Remove the search from the cloud and run a single server search
Add the Databus data bus to update the database, which is the core component of the distributed update, and any component needs to be databus
650) this.width=650; "src=" Http://www.jdon.com/artichect/images/linkedin.png "alt=" LinkedIn 2006 "height=" 460 "width = "648"/>
2008 Schema Changes
WebApp no longer does everything it does by itself, dividing the business logic into many parts and doing it through the server cluster.
WebApp still provides the user interface to the user, however, through the server group to manage user data, groups and so on.
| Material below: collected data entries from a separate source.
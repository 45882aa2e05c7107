//! The deck's reveal table.
//!
//! One declarative row per animated group: hero elements fire on mount with
//! ramped delays, everything else is armed behind a scroll trigger on its
//! section container. The scheduler in the Deck page drives this table; the
//! sections render each group's style through [`styled`].

use std::sync::OnceLock;

use zidiodeck_motion::{Easing, MotionSpec, RevealEntry};

// === Reveal groups ===
pub const HERO_TITLE: &str = "hero-title";
pub const HERO_SUBTITLE: &str = "hero-subtitle";
pub const HERO_BADGE: &str = "hero-badge";
pub const PROBLEM_CARDS: &str = "problem-cards";
pub const SOLUTION_CONTENT: &str = "solution-content";
pub const ARCHITECTURE_TITLE: &str = "architecture-title";
pub const TECH_LOGOS: &str = "tech-logos";
pub const CENTER_LOGO: &str = "center-logo";
pub const TECH_ITEMS: &str = "tech-items";
pub const FEATURE_ROWS: &str = "feature-rows";
pub const HIGHLIGHT_CARDS: &str = "highlight-cards";
pub const ROADMAP_LEFT: &str = "roadmap-left";
pub const ROADMAP_RIGHT: &str = "roadmap-right";

// === Trigger containers (sections carrying data-reveal-container) ===
pub const PROBLEM_SECTION: &str = "problem";
pub const SOLUTION_SECTION: &str = "solution";
pub const ARCHITECTURE_SECTION: &str = "architecture";
pub const FEATURES_SECTION: &str = "features";
pub const HIGHLIGHTS_SECTION: &str = "highlights";
pub const ROADMAP_SECTION: &str = "roadmap";

static PLAN: OnceLock<Vec<RevealEntry>> = OnceLock::new();

/// The full reveal table, in firing registration order.
pub fn reveal_plan() -> &'static [RevealEntry] {
    PLAN.get_or_init(|| {
        vec![
            // Hero: immediate, ramped delays
            RevealEntry::immediate(
                HERO_TITLE,
                MotionSpec::rise(50.0).duration(600).ease(Easing::PowerOut3),
            ),
            RevealEntry::immediate(
                HERO_SUBTITLE,
                MotionSpec::rise(30.0)
                    .duration(500)
                    .delay(150)
                    .ease(Easing::PowerOut3),
            ),
            RevealEntry::immediate(
                HERO_BADGE,
                MotionSpec::rise(20.0)
                    .duration(500)
                    .delay(250)
                    .ease(Easing::PowerOut3),
            ),
            // Problem cards stagger in as the section approaches
            RevealEntry::on_scroll(
                PROBLEM_CARDS,
                MotionSpec::rise(30.0).duration(500).stagger(100),
                PROBLEM_SECTION,
                90.0,
            ),
            RevealEntry::on_scroll(
                SOLUTION_CONTENT,
                MotionSpec::scale_in(0.9).duration(600),
                SOLUTION_SECTION,
                80.0,
            ),
            // Architecture: title drops in, logos pop, detail rows slide in
            RevealEntry::on_scroll(
                ARCHITECTURE_TITLE,
                MotionSpec::drop(50.0).duration(800).ease(Easing::PowerOut3),
                ARCHITECTURE_SECTION,
                80.0,
            ),
            RevealEntry::on_scroll(
                TECH_LOGOS,
                MotionSpec::scale_in(0.0)
                    .duration(700)
                    .stagger(100)
                    .ease(Easing::BackOut),
                ARCHITECTURE_SECTION,
                70.0,
            ),
            RevealEntry::on_scroll(
                CENTER_LOGO,
                MotionSpec::scale_in(0.0)
                    .rotation(360.0)
                    .duration(1000)
                    .ease(Easing::BackOut),
                ARCHITECTURE_SECTION,
                60.0,
            ),
            RevealEntry::on_scroll(
                TECH_ITEMS,
                MotionSpec::slide_from_right(50.0).duration(600).stagger(150),
                ARCHITECTURE_SECTION,
                80.0,
            ),
            RevealEntry::on_scroll(
                FEATURE_ROWS,
                MotionSpec::rise(40.0).duration(500).stagger(100),
                FEATURES_SECTION,
                80.0,
            ),
            RevealEntry::on_scroll(
                HIGHLIGHT_CARDS,
                MotionSpec::scale_in(0.9).duration(400).stagger(80),
                HIGHLIGHTS_SECTION,
                80.0,
            ),
            // Roadmap items alternate sides; the split groups interleave to
            // reproduce a single 150ms ramp across all four items
            RevealEntry::on_scroll(
                ROADMAP_LEFT,
                MotionSpec::slide_from_left(50.0).duration(500).stagger(300),
                ROADMAP_SECTION,
                80.0,
            ),
            RevealEntry::on_scroll(
                ROADMAP_RIGHT,
                MotionSpec::slide_from_right(50.0)
                    .duration(500)
                    .delay(150)
                    .stagger(300),
                ROADMAP_SECTION,
                80.0,
            ),
        ]
    })
}

/// Motion parameters for a group; neutral spec if the group is unknown.
pub fn spec_for(group: &str) -> MotionSpec {
    reveal_plan()
        .iter()
        .find(|entry| entry.group == group)
        .map(|entry| entry.motion.clone())
        .unwrap_or_default()
}

/// Inline style for element `index` of `group`, before or after its reveal.
pub fn styled(fired: bool, group: &str, index: usize) -> String {
    let spec = spec_for(group);
    if fired {
        spec.reveal_style(index)
    } else {
        spec.initial_style()
    }
}

#[cfg(test)]
mod tests {
    use super::*;

    #[test]
    fn hero_groups_are_immediate_and_first() {
        let plan = reveal_plan();
        assert_eq!(plan[0].group, HERO_TITLE);
        assert!(plan[0].trigger.is_none());
        assert!(plan[1].trigger.is_none());
        assert!(plan[2].trigger.is_none());
        assert!(plan[3..].iter().all(|entry| entry.trigger.is_some()));
    }

    #[test]
    fn group_names_are_unique() {
        let plan = reveal_plan();
        for (i, entry) in plan.iter().enumerate() {
            assert!(
                plan[i + 1..].iter().all(|other| other.group != entry.group),
                "duplicate group {}",
                entry.group
            );
        }
    }

    #[test]
    fn roadmap_sides_interleave() {
        // Items 0..3 alternate left/right with an effective 150ms ramp:
        // left elements land at 0ms/300ms, right elements at 150ms/450ms
        let left = spec_for(ROADMAP_LEFT);
        let right = spec_for(ROADMAP_RIGHT);
        assert_eq!(left.element_delay_ms(0), 0);
        assert_eq!(right.element_delay_ms(0), 150);
        assert_eq!(left.element_delay_ms(1), 300);
        assert_eq!(right.element_delay_ms(1), 450);
    }

    #[test]
    fn styled_switches_on_fire_state() {
        let before = styled(false, PROBLEM_CARDS, 0);
        assert!(before.contains("opacity: 0"));
        let after = styled(true, PROBLEM_CARDS, 2);
        assert!(after.contains("opacity: 1"));
        assert!(after.contains("transition-delay: 200ms"));
    }

    #[test]
    fn unknown_group_gets_neutral_spec() {
        assert_eq!(styled(false, "nonexistent", 0), "opacity: 0; transform: none;");
    }
}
Each service has its own domain database.
The new architecture allows other apps to link to LinkedIn, such as the increased recruitment and advertising business.
650) this.width=650; "src=" Http://www.jdon.com/artichect/images/linkedin2008.png "alt=" linkedin2008 Year Architecture "height=" 424 "width=" 646 "/>
Linked Performance Index
LinkedIn Clusters: Web event tracking and online search
6 nodes, up to GB of data, clients
Mixed load (% Get,% Put)
Throughput throughput
1433 QPS (node)
4299 QPS (Cluster)
Latency delay
GET
Percentile 0.05 Ms
% percentile 36.07 ms
percentile 60.65 ms
PUT
Percentile 0.09 Ms
% percentile 0.41 Ms
percentile 1.22 ms
Cloud Cache
650) this.width=650; "src=" http://www.jdon.com/artichect/images/linkedincache.png "alt=" lined in cache "height=" 297 " Width= "308"/>
Cloud Cache Size
22M nodes, 120M edges
Requires 12GB RAM
40 instances to run in a production environment
Rebuilding a cloud from a hard drive takes 8 hours and starts booting.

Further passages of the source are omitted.